Groweþ sed and bloweþ med
And springþ þe wde nu,
Sing cuccu!
Awe bleteþ after lomb,
Lhouþ after calue cu.
Bulluc sterteþ, bucke uerteþ,
Murie sing cuccu!
Cuccu, cuccu, wel singes þu cuccu;
Ne swik þu nauer nu.
Pes:
Sing cuccu nu. Sing cuccu.
Sing cuccu. Sing cuccu nu!
There's a whole wikipedia page devoted to this poem, I discover, including a modern English version:
Summer has arrived,
Loudly sing, Cuckoo!
The seed grows and the meadow
blooms
And the wood springs anew,
Sing, Cuckoo!
The ewe bleats after the lamb
The cow lows after the calf.
The bullock stirs, the stag farts,
Merrily sing, Cuckoo!
Cuckoo, cuckoo, well you sing,
cuckoo;
Don't ever you stop now,
Sing cuckoo now. Sing, Cuckoo.
Sing Cuckoo. Sing cuckoo now!
But I prefer the original (could anything be flatter than 'summer has arrived'?). I remember my first-year-poetry-course lecturer dilating upon the farting buck of line 8 -- he told us that when the grazing animals get onto the fresh green grass in later spring it makes them much fartier than old grass, or hay, which seemed to me an Interesting Fact, and certainly one that has stuck with me.
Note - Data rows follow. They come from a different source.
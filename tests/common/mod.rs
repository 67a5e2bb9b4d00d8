//! Fake collaborators for driving a `CallController` without devices or network

#![allow(dead_code)]

use async_trait::async_trait;
use callcore::config::VideoCodec;
use callcore::media::CaptureSession;
use callcore::negotiator::{LinkEvent, LinkEventSink, RemoteTrack, TransportState};
use callcore::negotiator::DescriptionKind;
use callcore::{
    CallConfig, CallController, CallEnded, CallError, CallHandle, CallId, CallObserver, CallRecordService,
    Collaborators, IceCandidate, InMemoryCallRecords, LocalMedia, MediaAcquirer, MediaKind, PeerLink,
    PeerLinkFactory, RemoteMedia, SessionDescription, SessionSnapshot, SignalingChannel, SignalingEvent,
    TerminalReason, TrackKind,
};
use parking_lot::Mutex;
use std::sync::atomic::{AtomicBool, Ordering};
use std::sync::Arc;
use std::time::Duration;

pub const SETTLE: Duration = Duration::from_secs(2);

#[derive(Default)]
pub struct FakeAcquirer {
    pub unavailable: AtomicBool,
    /// Open capture, then never finish acquiring
    pub hang: AtomicBool,
    opened: Mutex<Vec<Arc<AtomicBool>>>,
    pub toggles: Mutex<Vec<(TrackKind, bool)>>,
}

impl FakeAcquirer {
    pub fn opened(&self) -> usize {
        self.opened.lock().len()
    }

    pub fn all_released(&self) -> bool {
        self.opened.lock().iter().all(|running| !running.load(Ordering::Relaxed))
    }
}

#[async_trait]
impl MediaAcquirer for FakeAcquirer {
    async fn acquire(&self, kind: MediaKind) -> Result<LocalMedia, CallError> {
        if self.unavailable.load(Ordering::Relaxed) {
            return Err(CallError::DeviceUnavailable("no microphone".to_string()));
        }
        let media = LocalMedia::new(kind, VideoCodec::VP8, CaptureSession::new());
        self.opened.lock().push(media.capture().running_flag());
        if self.hang.load(Ordering::Relaxed) {
            std::future::pending::<()>().await;
        }
        Ok(media)
    }

    fn toggle(&self, media: &LocalMedia, track: TrackKind, enabled: bool) -> bool {
        self.toggles.lock().push((track, enabled));
        media.set_track_enabled(track, enabled)
    }
}

pub struct FakeLink {
    sink: LinkEventSink,
    media_kind: Mutex<Option<MediaKind>>,
    pub remote: Mutex<Vec<SessionDescription>>,
    pub applied: Mutex<Vec<String>>,
    pub closed: AtomicBool,
    stall_remote: bool,
    reject_answers: bool,
}

impl FakeLink {
    pub fn applied(&self) -> Vec<String> {
        self.applied.lock().clone()
    }

    pub fn is_closed(&self) -> bool {
        self.closed.load(Ordering::Relaxed)
    }

    pub fn transport(&self, state: TransportState) {
        self.sink.emit(LinkEvent::TransportChanged(state));
    }

    pub fn remote_track(&self, kind: TrackKind) {
        let id = format!("remote-{}", kind.as_str());
        self.sink
            .emit(LinkEvent::RemoteTrack(Arc::new(RemoteTrack::new(kind, id, "remote-stream"))));
    }

    pub fn local_candidate(&self, candidate: &str) {
        self.sink.emit(LinkEvent::LocalCandidate(IceCandidate::new(candidate)));
    }

    fn sdp(&self) -> String {
        let mut sdp = "v=0\r\nm=audio 9 UDP/TLS/RTP/SAVPF 111\r\n".to_string();
        if self.media_kind.lock().map(|k| k.has_video()).unwrap_or(false) {
            sdp.push_str("m=video 9 UDP/TLS/RTP/SAVPF 96\r\n");
        }
        sdp
    }
}

#[async_trait]
impl PeerLink for FakeLink {
    async fn attach_local_media(&self, media: &LocalMedia) -> Result<(), CallError> {
        *self.media_kind.lock() = Some(media.kind());
        Ok(())
    }

    async fn create_offer(&self) -> Result<SessionDescription, CallError> {
        Ok(SessionDescription::offer(self.sdp()))
    }

    async fn create_answer(&self) -> Result<SessionDescription, CallError> {
        Ok(SessionDescription::answer(self.sdp()))
    }

    async fn set_remote_description(&self, description: &SessionDescription) -> Result<(), CallError> {
        self.remote.lock().push(description.clone());
        if self.reject_answers && description.kind == DescriptionKind::Answer {
            return Err(CallError::NegotiationFailed("malformed answer".to_string()));
        }
        if self.stall_remote {
            std::future::pending::<()>().await;
        }
        Ok(())
    }

    async fn add_ice_candidate(&self, candidate: &IceCandidate) -> Result<(), CallError> {
        if candidate.candidate.starts_with("bad") {
            return Err(CallError::NegotiationFailed("unparseable candidate".to_string()));
        }
        self.applied.lock().push(candidate.candidate.clone());
        Ok(())
    }

    async fn close(&self) {
        self.closed.store(true, Ordering::Relaxed);
    }
}

#[derive(Default)]
pub struct FakeLinkFactory {
    /// Links never finish applying a remote description
    pub stall_remote: AtomicBool,
    pub reject_answers: AtomicBool,
    links: Mutex<Vec<Arc<FakeLink>>>,
}

impl FakeLinkFactory {
    pub fn latest(&self) -> Arc<FakeLink> {
        self.links.lock().last().cloned().expect("no link created")
    }

    pub fn created(&self) -> usize {
        self.links.lock().len()
    }
}

#[async_trait]
impl PeerLinkFactory for FakeLinkFactory {
    async fn create(&self, events: LinkEventSink) -> Result<Arc<dyn PeerLink>, CallError> {
        let link = Arc::new(FakeLink {
            sink: events,
            media_kind: Mutex::new(None),
            remote: Mutex::new(Vec::new()),
            applied: Mutex::new(Vec::new()),
            closed: AtomicBool::new(false),
            stall_remote: self.stall_remote.load(Ordering::Relaxed),
            reject_answers: self.reject_answers.load(Ordering::Relaxed),
        });
        self.links.lock().push(link.clone());
        Ok(link)
    }
}

#[derive(Debug, Clone, PartialEq, Eq)]
pub enum Sent {
    Description(String, SessionDescription),
    Candidate(String, IceCandidate),
    Hangup(String, String),
}

#[derive(Default)]
pub struct FakeSignaling {
    pub unavailable: AtomicBool,
    /// Descriptions are recorded but the send never completes
    pub stall_descriptions: AtomicBool,
    sent: Mutex<Vec<Sent>>,
}

impl FakeSignaling {
    pub fn sent(&self) -> Vec<Sent> {
        self.sent.lock().clone()
    }

    pub fn descriptions(&self) -> Vec<(String, SessionDescription)> {
        self.sent()
            .into_iter()
            .filter_map(|s| match s {
                Sent::Description(id, d) => Some((id, d)),
                _ => None,
            })
            .collect()
    }

    pub fn hangups(&self) -> Vec<(String, String)> {
        self.sent()
            .into_iter()
            .filter_map(|s| match s {
                Sent::Hangup(id, reason) => Some((id, reason)),
                _ => None,
            })
            .collect()
    }

    fn record(&self, sent: Sent) -> Result<(), CallError> {
        if self.unavailable.load(Ordering::Relaxed) {
            return Err(CallError::SignalingUnavailable("relay offline".to_string()));
        }
        self.sent.lock().push(sent);
        Ok(())
    }
}

#[async_trait]
impl SignalingChannel for FakeSignaling {
    async fn send_session_description(
        &self,
        session_id: &str,
        description: &SessionDescription,
    ) -> Result<(), CallError> {
        self.record(Sent::Description(session_id.to_string(), description.clone()))?;
        if self.stall_descriptions.load(Ordering::Relaxed) {
            std::future::pending::<()>().await;
        }
        Ok(())
    }

    async fn send_ice_candidate(&self, session_id: &str, candidate: &IceCandidate) -> Result<(), CallError> {
        self.record(Sent::Candidate(session_id.to_string(), candidate.clone()))
    }

    async fn send_hangup(&self, session_id: &str, reason: &str) -> Result<(), CallError> {
        self.record(Sent::Hangup(session_id.to_string(), reason.to_string()))
    }
}

/// Record service that cannot be reached
pub struct UnreachableRecords;

#[async_trait]
impl CallRecordService for UnreachableRecords {
    async fn notify_call_started(&self, _: &str, _: &str, _: MediaKind) -> Result<String, CallError> {
        Err(CallError::SignalingUnavailable("record service offline".to_string()))
    }

    async fn notify_call_ended(&self, _: &str, _: &TerminalReason, _: u64) -> Result<(), CallError> {
        Err(CallError::SignalingUnavailable("record service offline".to_string()))
    }
}

#[derive(Default)]
pub struct RecordingObserver {
    pub remote_media: Mutex<Vec<(CallId, usize)>>,
    pub ended: Mutex<Vec<CallEnded>>,
}

impl RecordingObserver {
    pub fn remote_media_count(&self) -> usize {
        self.remote_media.lock().len()
    }

    pub fn ended(&self) -> Vec<CallEnded> {
        self.ended.lock().clone()
    }
}

impl CallObserver for RecordingObserver {
    fn on_remote_media(&self, call: &CallHandle, remote: Arc<RemoteMedia>) {
        self.remote_media.lock().push((call.call_id(), remote.tracks().len()));
    }

    fn on_call_ended(&self, ended: &CallEnded) {
        self.ended.lock().push(ended.clone());
    }
}

pub struct Harness {
    pub controller: CallController,
    pub acquirer: Arc<FakeAcquirer>,
    pub links: Arc<FakeLinkFactory>,
    pub signaling: Arc<FakeSignaling>,
    pub records: Arc<InMemoryCallRecords>,
    pub observer: Arc<RecordingObserver>,
}

impl Harness {
    pub fn new() -> Self {
        Self::with_config(CallConfig::default())
    }

    pub fn with_config(config: CallConfig) -> Self {
        Self::build(config, None)
    }

    pub fn with_records(records: Arc<dyn CallRecordService>) -> Self {
        Self::build(CallConfig::default(), Some(records))
    }

    fn build(config: CallConfig, records_override: Option<Arc<dyn CallRecordService>>) -> Self {
        let acquirer = Arc::new(FakeAcquirer::default());
        let links = Arc::new(FakeLinkFactory::default());
        let signaling = Arc::new(FakeSignaling::default());
        let records = Arc::new(InMemoryCallRecords::new());
        let observer = Arc::new(RecordingObserver::default());
        let record_service: Arc<dyn CallRecordService> = match records_override {
            Some(service) => service,
            None => records.clone(),
        };

        let controller = CallController::new(
            config,
            Collaborators {
                acquirer: acquirer.clone(),
                links: links.clone(),
                signaling: signaling.clone(),
                records: record_service,
                observer: observer.clone(),
            },
        );

        Self {
            controller,
            acquirer,
            links,
            signaling,
            records,
            observer,
        }
    }
}

pub fn candidate(session_id: &str, candidate: &str) -> SignalingEvent {
    SignalingEvent::Candidate {
        session_id: session_id.to_string(),
        candidate: IceCandidate::new(candidate),
    }
}

pub fn answer(session_id: &str) -> SignalingEvent {
    SignalingEvent::Description {
        session_id: session_id.to_string(),
        description: SessionDescription::answer("v=0\r\nm=audio 9 UDP/TLS/RTP/SAVPF 111\r\n"),
    }
}

pub fn hangup(session_id: &str) -> SignalingEvent {
    SignalingEvent::Hangup {
        session_id: session_id.to_string(),
        reason: "bye".to_string(),
    }
}

/// Wait (bounded) for the call to reach a snapshot matching `predicate`
pub async fn settle(call: &CallHandle, predicate: impl FnMut(&SessionSnapshot) -> bool) -> SessionSnapshot {
    tokio::time::timeout(SETTLE, call.wait_for(predicate))
        .await
        .expect("call did not settle in time")
        .expect("call snapshot channel closed")
}

/// Poll until `condition` holds
pub async fn eventually(mut condition: impl FnMut() -> bool) {
    tokio::time::timeout(SETTLE, async {
        while !condition() {
            tokio::time::sleep(Duration::from_millis(5)).await;
        }
    })
    .await
    .expect("condition not reached in time");
}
But now I'm wondering: is this a lewd poem? Is it a poem singing the delights of early summer shagging, 'cuckoo' sounding through it rather as the refrain does in Joyce's Ulysses? The virile stag and bullock, the female who groweþ sed as a result of the man who, cum-ishly, 'bloweþ med'? Perhaps 'murie' is not merrily so much as Mary, the girl with whom the narrator is enjoying his roll in the hay? Or maybe I have a dirty mind.